Whenever you buy a life insurance policy the company offering it will levy a charge for the insurance protection upon death and to cover certain other expenses. In a nutshell this is the actual cost of insurance. Technically called mortality charges this is deducted usually every month from your policy’s account value. While it depends on the insurance company to tweak these charges from time to time it cannot exceed the maximum limit as specified in the policy.
How are they computed?
Life Insurance Corporation (LIC) the oldest life insurance company operating in India has a table of charges in place and most insurance companies follow this. However, some private insurance companies have their own set of table for calculating mortality charges. But how is mortality charges computed? Generally, there are three things that are taken into consideration in determining the mortality charges: One, the net amount at risk under the policy; two, the risk classification of the policy holder; and three, the attained age of the policy holder.
The major chunk of the premium is invested in a savings fund and returned to the policy holder at the time of maturity and to the nominee when the policy holder dies.
Relation between mortality charges and your age
Do you benefit from reduced mortality charges if you buy a life insurance at a young age? The answer is yes based on the simple logic that higher the age higher is the mortality charges. For example, a 25 year old will obviously have a higher life expectancy than a 55 year old and hence will get lower mortality charges if he buys a life insurance.

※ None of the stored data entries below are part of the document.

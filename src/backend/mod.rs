//! Recording backend abstraction
//!
//! Trait seam over the external recording engine plus the asynchronous
//! event stream it feeds the controller. Commands only request transitions;
//! the event stream is the authoritative source of truth about what the
//! backend actually did.

pub mod mock;

use async_trait::async_trait;
use serde::{Deserialize, Serialize};
use std::path::Path;

use crate::error::{BackendError, ConnectError};

pub use mock::MockBackend;

/// Asynchronous notification from the recording backend
#[derive(Debug, Clone, PartialEq)]
pub enum BackendEvent {
    /// The control connection to the backend came up
    ConnectionOpened,

    /// The control connection closed (orderly or not)
    ConnectionClosed,

    /// The connection failed with an error message
    ConnectionError(String),

    /// The backend's recording state changed
    RecordingStateChanged {
        active: bool,
        /// Path of the file being written, when the backend reports it
        output_path: Option<String>,
        /// Bytes written so far, when the backend reports it
        size_bytes: Option<u64>,
        /// Recording timecode at the moment of the change
        timecode: Option<String>,
    },
}

/// Channel the backend pushes [`BackendEvent`]s into
pub type BackendEventSender = tokio::sync::mpsc::UnboundedSender<BackendEvent>;
/// Receiving side consumed by the controller loop
pub type BackendEventReceiver = tokio::sync::mpsc::UnboundedReceiver<BackendEvent>;

/// Scene/source/recording-path metadata reported by the backend
#[derive(Debug, Clone, Default, PartialEq, Serialize, Deserialize)]
#[serde(rename_all = "camelCase")]
pub struct BackendSettings {
    /// Name of the currently active scene, if any
    pub current_scene: Option<String>,

    /// Source names in the active scene
    pub sources: Vec<String>,

    /// Directory the backend is configured to record into
    pub recording_path: Option<String>,
}

/// Connection state owned exclusively by the controller loop.
///
/// `connected == false` forbids any session transition to Recording.
#[derive(Debug, Clone, Default, Serialize, Deserialize)]
#[serde(rename_all = "camelCase")]
pub struct ConnectionStatus {
    pub connected: bool,
    pub address: String,
    pub last_error: Option<String>,
}

/// Operations the controller requires from a recording engine.
///
/// Every call may fail; success only means the backend acknowledged the
/// request. Completion arrives later on the event stream.
#[async_trait]
pub trait RecordingBackend: Send + Sync {
    /// Open the control connection
    async fn connect(&self, address: &str, password: &str) -> Result<(), ConnectError>;

    /// Close the control connection (used on graceful shutdown)
    async fn disconnect(&self) -> Result<(), BackendError>;

    /// Ask the backend to begin recording
    async fn start_recording(&self) -> Result<(), BackendError>;

    /// Ask the backend to stop recording
    async fn stop_recording(&self) -> Result<(), BackendError>;

    /// Point the backend's recording output at a directory
    async fn set_output_directory(&self, path: &Path) -> Result<(), BackendError>;

    /// Whether the backend believes a recording is active right now
    async fn query_recording_active(&self) -> Result<bool, BackendError>;

    /// Scene/source/recording-path metadata for refresh_settings
    async fn fetch_settings(&self) -> Result<BackendSettings, BackendError>;
}
//! Broadcast hub
//!
//! Fan-out of server events to every attached listener. Delivery to a
//! closed listener silently removes it; nothing is retried or buffered.
//! A newly attached listener gets a catch-up snapshot (connection status
//! and current segment listing) pushed before any live events.

use tokio::sync::mpsc;
use uuid::Uuid;

use crate::protocol::ServerEvent;

/// Receiving side handed to an attached listener
pub type ListenerReceiver = mpsc::UnboundedReceiver<ServerEvent>;

/// Registry of currently attached listeners
#[derive(Default)]
pub struct BroadcastHub {
    listeners: Vec<(Uuid, mpsc::UnboundedSender<ServerEvent>)>,
}

impl BroadcastHub {
    pub fn new() -> Self {
        Self::default()
    }

    /// Attach a listener, pushing the catch-up snapshot first.
    ///
    /// The snapshot is a push of current state, not a replay of historical
    /// events.
    pub fn attach(&mut self, snapshot: Vec<ServerEvent>) -> (Uuid, ListenerReceiver) {
        let (tx, rx) = mpsc::unbounded_channel();
        let id = Uuid::new_v4();

        for event in snapshot {
            let _ = tx.send(event);
        }

        self.listeners.push((id, tx));
        tracing::debug!(%id, total = self.listeners.len(), "listener attached");
        (id, rx)
    }

    /// Detach a listener by id
    pub fn detach(&mut self, id: Uuid) {
        self.listeners.retain(|(lid, _)| *lid != id);
    }

    /// Deliver an event to every open listener, pruning closed ones
    pub fn broadcast(&mut self, event: &ServerEvent) {
        self.listeners.retain(|(id, tx)| {
            let open = tx.send(event.clone()).is_ok();
            if !open {
                tracing::debug!(%id, "dropping closed listener");
            }
            open
        });
    }

    /// Number of currently attached listeners
    pub fn len(&self) -> usize {
        self.listeners.len()
    }

    pub fn is_empty(&self) -> bool {
        self.listeners.is_empty()
    }
}

#[cfg(test)]
mod tests {
    use super::*;

    fn status(connected: bool) -> ServerEvent {
        ServerEvent::ObsStatus {
            connected,
            error: None,
        }
    }

    #[test]
    fn test_snapshot_delivered_before_live_events() {
        let mut hub = BroadcastHub::new();
        let (_, mut rx) = hub.attach(vec![status(true)]);
        hub.broadcast(&ServerEvent::Error {
            message: "later".into(),
        });

        assert_eq!(rx.try_recv().unwrap(), status(true));
        assert!(matches!(
            rx.try_recv().unwrap(),
            ServerEvent::Error { .. }
        ));
    }

    #[test]
    fn test_closed_listeners_are_pruned_silently() {
        let mut hub = BroadcastHub::new();
        let (_, rx_dead) = hub.attach(vec![]);
        let (_, mut rx_live) = hub.attach(vec![]);
        drop(rx_dead);

        hub.broadcast(&status(false));
        assert_eq!(hub.len(), 1);
        assert_eq!(rx_live.try_recv().unwrap(), status(false));
    }

    #[test]
    fn test_detach_stops_delivery() {
        let mut hub = BroadcastHub::new();
        let (id, mut rx) = hub.attach(vec![]);
        hub.detach(id);
        hub.broadcast(&status(true));
        assert!(rx.try_recv().is_err());
        assert!(hub.is_empty());
    }
}
//! blockreel - segmented recording controller
//!
//! Drives an external recording engine (connected over a control protocol)
//! to capture discrete "blocks" of a production, tracks the segment file
//! each block produces, and merges an ordered subset of segments into one
//! artifact via ffmpeg, stream-copy first with a re-encoding fallback.
//!
//! The crate is transport-agnostic: client commands ([`protocol::ClientCommand`])
//! enter through a [`controller::ControllerHandle`], broadcast events
//! ([`protocol::ServerEvent`]) leave through attached listeners, and the
//! recording engine sits behind the [`backend::RecordingBackend`] trait plus
//! its event stream. Wire those to whatever transport the deployment uses.

pub mod backend;
pub mod config;
pub mod controller;
pub mod error;
pub mod hub;
pub mod merge;
pub mod protocol;
pub mod session;
pub mod store;

pub use backend::{BackendEvent, RecordingBackend};
pub use config::Config;
pub use controller::{Controller, ControllerHandle, StatusSnapshot};
pub use error::{AppError, AppResult};
pub use merge::{MergePipeline, MergeResult, MergeStrategy};
pub use protocol::{ClientCommand, ServerEvent};
pub use session::SessionState;
pub use store::{SegmentFile, SegmentStore};

use tracing_subscriber::{layer::SubscriberExt, util::SubscriberInitExt};

/// Initialize tracing for binaries and demos embedding the controller
pub fn init_tracing() {
    tracing_subscriber::registry()
        .with(
            tracing_subscriber::EnvFilter::try_from_default_env()
                .unwrap_or_else(|_| "blockreel=debug".into()),
        )
        .with(tracing_subscriber::fmt::layer())
        .init();

    tracing::info!("blockreel v{}", env!("CARGO_PKG_VERSION"));
}
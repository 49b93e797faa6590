//! Recording session module
//!
//! One logical session exists at a time: the lifecycle of a single block
//! being recorded by the backend. The transition logic lives in
//! [`machine::SessionMachine`], a pure state machine with no I/O; the
//! controller loop feeds it commands and backend events and carries out the
//! effects it returns.

pub mod machine;

use chrono::{DateTime, Utc};
use serde::{Deserialize, Serialize};
use thiserror::Error;

pub use machine::SessionMachine;

/// Current state of the recording session
#[derive(Debug, Clone, Copy, PartialEq, Eq, Default, Serialize, Deserialize)]
#[serde(rename_all = "lowercase")]
pub enum SessionState {
    /// No recording in progress
    #[default]
    Idle,
    /// Start requested, waiting for backend confirmation
    Starting,
    /// Backend confirmed recording is running
    Recording,
    /// Stop requested, waiting for backend confirmation
    Stopping,
}

/// Errors from session lifecycle operations
#[derive(Error, Debug, Clone, PartialEq)]
pub enum SessionError {
    #[error("recording backend is not connected")]
    BackendUnavailable,

    #[error("already recording block {block_index}")]
    AlreadyRecording { block_index: u32 },

    #[error("no active recording session")]
    NoActiveSession,
}

/// The block currently owned by the session
#[derive(Debug, Clone, PartialEq, Serialize, Deserialize)]
#[serde(rename_all = "camelCase")]
pub struct ActiveBlock {
    /// Caller-supplied block index
    pub block_index: u32,

    /// Caller-supplied block text (script line, scene label, ...)
    pub block_text: String,

    /// When the start command was accepted
    pub started_at: DateTime<Utc>,

    /// Segment filename, known once the backend confirms the start
    pub segment_filename: Option<String>,

    /// Absolute segment path, known once the backend confirms the start
    pub segment_full_path: Option<String>,
}

/// The segment produced by the most recently finished session.
///
/// Retained until superseded by the next accepted start, so callers can
/// still reference "the file just produced" after the session returns to
/// Idle.
#[derive(Debug, Clone, PartialEq, Serialize, Deserialize)]
#[serde(rename_all = "camelCase")]
pub struct LastSegment {
    pub block_index: u32,
    pub filename: String,
    pub full_path: String,
}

How to save on mortality charges?
Scientific and medical advancement has meant higher life expectancy for the average Indian. On the flip side this has meant a higher cost when it comes to buying whole-life annuities that will help you get regular income for a specified time upon payment of a lump sum amount. Early birds get more benefit so go for a life insurance cover at an early age to save on mortality charges.
And if you are one of those wanting to invest in pension plans, at least two-thirds of your accumulated sum will be required to buy annuities to save tax.
In August 2009, the Insurance Regulatory and Development Authority (IRDA) had asked life insurance companies to stop levying any charge on customers if the policy is surrendered from the fifth year besides withdrawing the mortality charges from the overall cap on the charges levied by unit-linked insurance plans or ULIPs. However, this step has been seen by experts as a move that will benefit both the customers and the insurers. The policy holder will be benefited by this if he wishes to take higher life cover while buying ULIPs. Insurance companies stand to gain too as this would give more freedom to increase administration charges.